图7 不同菌株法尼烯合成Fig.7 Farnesene production of engineered strains

2.2.5 5 L发酵罐补料分批发酵

将最佳重组菌WHE4-33在5 L发酵罐水平进行补料分批发酵，结果如图8所示。在初始20 g/L葡萄糖消耗结束后开始流加葡萄糖溶液(600 g/L)，发酵液中葡萄糖的质量浓度始终控制在1.0 g/L以下，发酵总时长为144 h，最终乙醇和法尼烯的积累分别为70.06、1 578.91 mg/L。

图8 菌株WHE4-33在5 L发酵罐水平法尼烯的合成Fig.8 WHE4-33 fed-batch fermentation in a 5 L bioreactor

3 结论

近些年，酿酒酵母被广泛应用于萜类化合物合成的研究，构建一个酿酒酵母萜类化合物高效合成平台显得极为重要。本研究以酿酒酵母法尼烯合成菌株为研究对象，通过使用CRISPR-cas9基因编辑技术缺损酿酒酵母关键节点基因进行法尼烯合成影响研究。
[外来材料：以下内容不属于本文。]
impl<C: ChainClient, K: Clock> KeeperAdapter<C, K> {
    pub fn with_clock(chain: C, config: KeeperConfig, clock: K) -> Self {
        Self { chain, config, clock, upkeeps: Arc::new(Mutex::new(IndexMap::new())) }
    }

    pub fn config(&self) -> &KeeperConfig {
        &self.config
    }

    /// Local record for an upkeep this adapter registered.
    pub fn upkeep(&self, id: &RegistrationId) -> Option<UpkeepRecord> {
        self.upkeeps.lock().get(id).cloned()
    }

    /// Bond the job and register it as an upkeep.
    ///
    /// Checks the funding balance, approves the registry for the bond, then
    /// registers. The upkeep id comes from the registration receipt.
    pub async fn register(&self, job: &AutomationJob) -> Result<RegistrationId, ProviderError> {
        let span = tracing::info_span!("keeper.register", job = %job.name);
        async move {
            let account = self.chain.account().to_string();
            let balance = self
                .chain
                .call(
                    &self.config.funding_token,
                    "balanceOf",
                    vec![CallValue::Address(account.clone())],
                )
                .await?;
            let balance = balance.as_uint().ok_or_else(|| decode("balanceOf", "expected uint"))?;
            if balance < self.config.bond {
                return Err(ProviderError::InsufficientFunds { need: self.config.bond, have: balance });
            }

            let approve = Transaction::call(
                self.config.funding_token.clone(),
                "approve",
                vec![CallValue::Address(self.config.registry.clone()), CallValue::Uint(self.config.bond)],
            )
            .gas_limit(self.config.approve_gas);
            self.send("approve", approve).await?;

            let register = Transaction::call(
                self.config.registry.clone(),
                "registerUpkeep",
                vec![
                    CallValue::String(job.name.clone()),
                    CallValue::Bytes(self.config.metadata.clone()),
                    CallValue::Address(job.target.clone()),
                    CallValue::Uint(job.gas_limit as u128),
                    CallValue::Address(account),
                    CallValue::Bytes(job.check_data.clone()),
                    CallValue::Uint(self.config.bond),
                    CallValue::Uint(self.config.source as u128),
                ],
            )
            .gas_limit(self.config.register_gas);
            let receipt = self.send("registerUpkeep", register).await?;

            let upkeep_id = receipt
                .event(UPKEEP_REGISTERED_EVENT)
                .and_then(|log| log.values.iter().find_map(CallValue::as_uint))
                .ok_or_else(|| ProviderError::MissingRegistrationId(job.name.clone()))?;
            let id = RegistrationId::new(upkeep_id.to_string());

            self.upkeeps.lock().insert(
                id.clone(),
                UpkeepRecord {
                    job: job.clone(),
                    balance: self.config.bond,
                    amount_spent: 0,
                    paused: false,
                    cancelled: false,
                    executions: 0,
                    last_performed_block: None,
                },
            );
            tracing::info!(upkeep_id = %id, tx = %receipt.hash, "upkeep registered");
            Ok(id)
        }
        .instrument(span)
        .await
    }

    /// Run one check-and-perform cycle for an upkeep.
    ///
    /// Returns `None` when the upkeep is paused, cancelled, not yet due, or
    /// the target reports no work.
    pub async fn poll_and_execute(
        &self,
        id: &RegistrationId,
    ) -> Result<Option<ExecutionRecord>, ProviderError> {
        let job = {
            let upkeeps = self.upkeeps.lock();
            let upkeep = upkeeps
                .get(id)
                .ok_or_else(|| ProviderError::UnknownRegistration(id.to_string()))?;
            if upkeep.paused || upkeep.cancelled {
                return Ok(None);
            }
            upkeep.job.clone()
        };
        if !job.is_due(self.clock.epoch_ms()) {
            return Ok(None);
        }

        let check = self
            .chain
            .call(&job.target, "checkUpkeep", vec![CallValue::Bytes(job.check_data.clone())])
            .await?;
        let (needed, perform_data) = match check.as_tuple() {
            Some([needed, data]) => (
                needed.as_bool().ok_or_else(|| decode("checkUpkeep", "expected bool"))?,
                data.as_bytes().ok_or_else(|| decode("checkUpkeep", "expected bytes"))?.to_vec(),
            ),
            _ => return Err(decode("checkUpkeep", "expected (bool, bytes)")),
        };
        if !needed {
            tracing::debug!(job = %job.name, "upkeep not needed");
            return Ok(None);
        }

        let started = self.clock.epoch_ms();
        let perform =
            Transaction::call(job.target.clone(), "performUpkeep", vec![CallValue::Bytes(perform_data)])
                .gas_limit(job.gas_limit);
        let receipt = self.chain.sign_and_send(perform).await?;
        let finished = self.clock.epoch_ms();
        // Timestamps must be strictly increasing per job.
        let timestamp = match job.last_execution_ms {
            Some(last) => finished.max(last + 1),
            None => finished,
        };

        let mut record = ExecutionRecord::new(job.name.clone(), ProviderId::keeper(), timestamp)
            .success(receipt.success)
            .gas_used(receipt.gas_used)
            .fee_paid(receipt.fee_paid)
            .latency_ms(finished.saturating_sub(started));
        if !receipt.success {
            record = record.error(format!("performUpkeep reverted in {}", receipt.hash));
        }

        if let Some(upkeep) = self.upkeeps.lock().get_mut(id) {
            upkeep.job.last_execution_ms = Some(timestamp);
            upkeep.executions += 1;
            upkeep.last_performed_block = Some(receipt.block);
            upkeep.amount_spent = upkeep.amount_spent.saturating_add(receipt.fee_paid);
            upkeep.balance = upkeep.balance.saturating_sub(receipt.fee_paid);
        }
        tracing::info!(
            job = %job.name,
            success = receipt.success,
            gas_used = receipt.gas_used,
            tx = %receipt.hash,
            "upkeep performed"
        );
        Ok(Some(record))
    }

    /// Cancel an upkeep. A second cancel sends nothing.
    pub async fn cancel_upkeep(&self, id: &RegistrationId) -> Result<(), ProviderError> {
        if self.upkeeps.lock().get(id).is_some_and(|u| u.cancelled) {
            return Ok(());
        }
        let upkeep_id = parse_upkeep_id(id)?;
        let span = tracing::info_span!("keeper.cancel", upkeep_id = %id);
        async move {
            let tx = Transaction::call(
                self.config.registry.clone(),
                "cancelUpkeep",
                vec![CallValue::Uint(upkeep_id)],
            )
            .gas_limit(self.config.admin_gas);
            self.send("cancelUpkeep", tx).await?;
            if let Some(upkeep) = self.upkeeps.lock().get_mut(id) {
                upkeep.cancelled = true;
            }
            tracing::info!("upkeep cancelled");
            Ok(())
        }
        .instrument(span)
        .await
    }

    /// Top up an upkeep's balance.
    pub async fn fund(&self, id: &RegistrationId, amount: u128) -> Result<(), ProviderError> {
        let upkeep_id = parse_upkeep_id(id)?;
        let approve = Transaction::call(
            self.config.funding_token.clone(),
            "approve",
            vec![CallValue::Address(self.config.registry.clone()), CallValue::Uint(amount)],
        )
        .gas_limit(self.config.approve_gas);
        self.send("approve", approve).await?;

        let add = Transaction::call(
            self.config.registry.clone(),
            "addFunds",
            vec![CallValue::Uint(upkeep_id), CallValue::Uint(amount)],
        )
        .gas_limit(self.config.admin_gas);
        self.send("addFunds", add).await?;

        if let Some(upkeep) = self.upkeeps.lock().get_mut(id) {
            upkeep.balance = upkeep.balance.saturating_add(amount);
        }
        tracing::info!(upkeep_id = %id, amount = %amount, "upkeep funded");
        Ok(())
    }

    /// Suspend an upkeep. Paused upkeeps are skipped by [`Self::poll_and_execute`].
    pub async fn pause(&self, id: &RegistrationId) -> Result<(), ProviderError> {
        self.set_paused(id, true).await
    }

    pub async fn unpause(&self, id: &RegistrationId) -> Result<(), ProviderError> {
        self.set_paused(id, false).await
    }

    async fn set_paused(&self, id: &RegistrationId, paused: bool) -> Result<(), ProviderError> {
        let upkeep_id = parse_upkeep_id(id)?;
        let function = if paused { "pauseUpkeep" } else { "unpauseUpkeep" };
        let tx = Transaction::call(self.config.registry.clone(), function, vec![CallValue::Uint(upkeep_id)])
            .gas_limit(self.config.admin_gas);
        self.send(function, tx).await?;
        if let Some(upkeep) = self.upkeeps.lock().get_mut(id) {
            upkeep.paused = paused;
        }
        tracing::info!(upkeep_id = %id, paused, "upkeep pause state changed");
        Ok(())
    }

    /// Read the registry's view of an upkeep.
    pub async fn get_upkeep(&self, id: &RegistrationId) -> Result<UpkeepInfo, ProviderError> {
        let upkeep_id = parse_upkeep_id(id)?;
        let value = self
            .chain
            .call(&self.config.registry, "getUpkeep", vec![CallValue::Uint(upkeep_id)])
            .await?;
        let fields = value.as_tuple().ok_or_else(|| decode("getUpkeep", "expected tuple"))?;
        let [target, execute_gas, check_data, balance, last_keeper, admin, max_valid, spent] = fields
        else {
            return Err(decode("getUpkeep", &format!("expected 8 fields, got {}", fields.len())));
        };
        let uint = |v: &CallValue| v.as_uint().ok_or_else(|| decode("getUpkeep", "expected uint"));
        let address =
            |v: &CallValue| v.as_address().map(str::to_string).ok_or_else(|| decode("getUpkeep", "expected address"));
        Ok(UpkeepInfo {
            target: address(target)?,
            execute_gas: u64::try_from(uint(execute_gas)?)
                .map_err(|_| decode("getUpkeep", "execute gas out of range"))?,
            check_data: check_data
                .as_bytes()
                .ok_or_else(|| decode("getUpkeep", "expected bytes"))?
                .to_vec(),
            balance: uint(balance)?,
            last_keeper: address(last_keeper)?,
            admin: address(admin)?,
            max_valid_blocknumber: uint(max_valid)?,
            amount_spent: uint(spent)?,
        })
    }

    /// Send a transaction and treat a revert as an error.
    async fn send(&self, step: &'static str, tx: Transaction) -> Result<TxReceipt, ProviderError> {
        let receipt = self.chain.sign_and_send(tx).await?;
        if !receipt.success {
            return Err(ProviderError::Reverted { step, hash: receipt.hash });
        }
        Ok(receipt)
    }
}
结果发现关键节点基因GPD1、GPD2、CIT2、MLS1、GAL1、GAL7、GAL10、BTS1和DPP1的缺损影响法尼烯的合成；从而说明关键节点基因涉及的甘油合成途径、胞质乙酰辅酶A转运途径、甲羟戊酸途径和FPP消耗分支途径影响法尼烯的合成。然而本研究在补料分批发酵时发现乙醇积累量较高，后续将通过增强乙醇吸收能力提高胞质乙酰辅酶A供给，进一步增强甲羟戊酸途径的代谢流，从而为代谢工程构建酿酒酵母萜类化合物高效合成平台提供参考价值。同时可与已有研究有效策略联合使用，从而构建酿酒酵母萜类化合物高效合成菌株。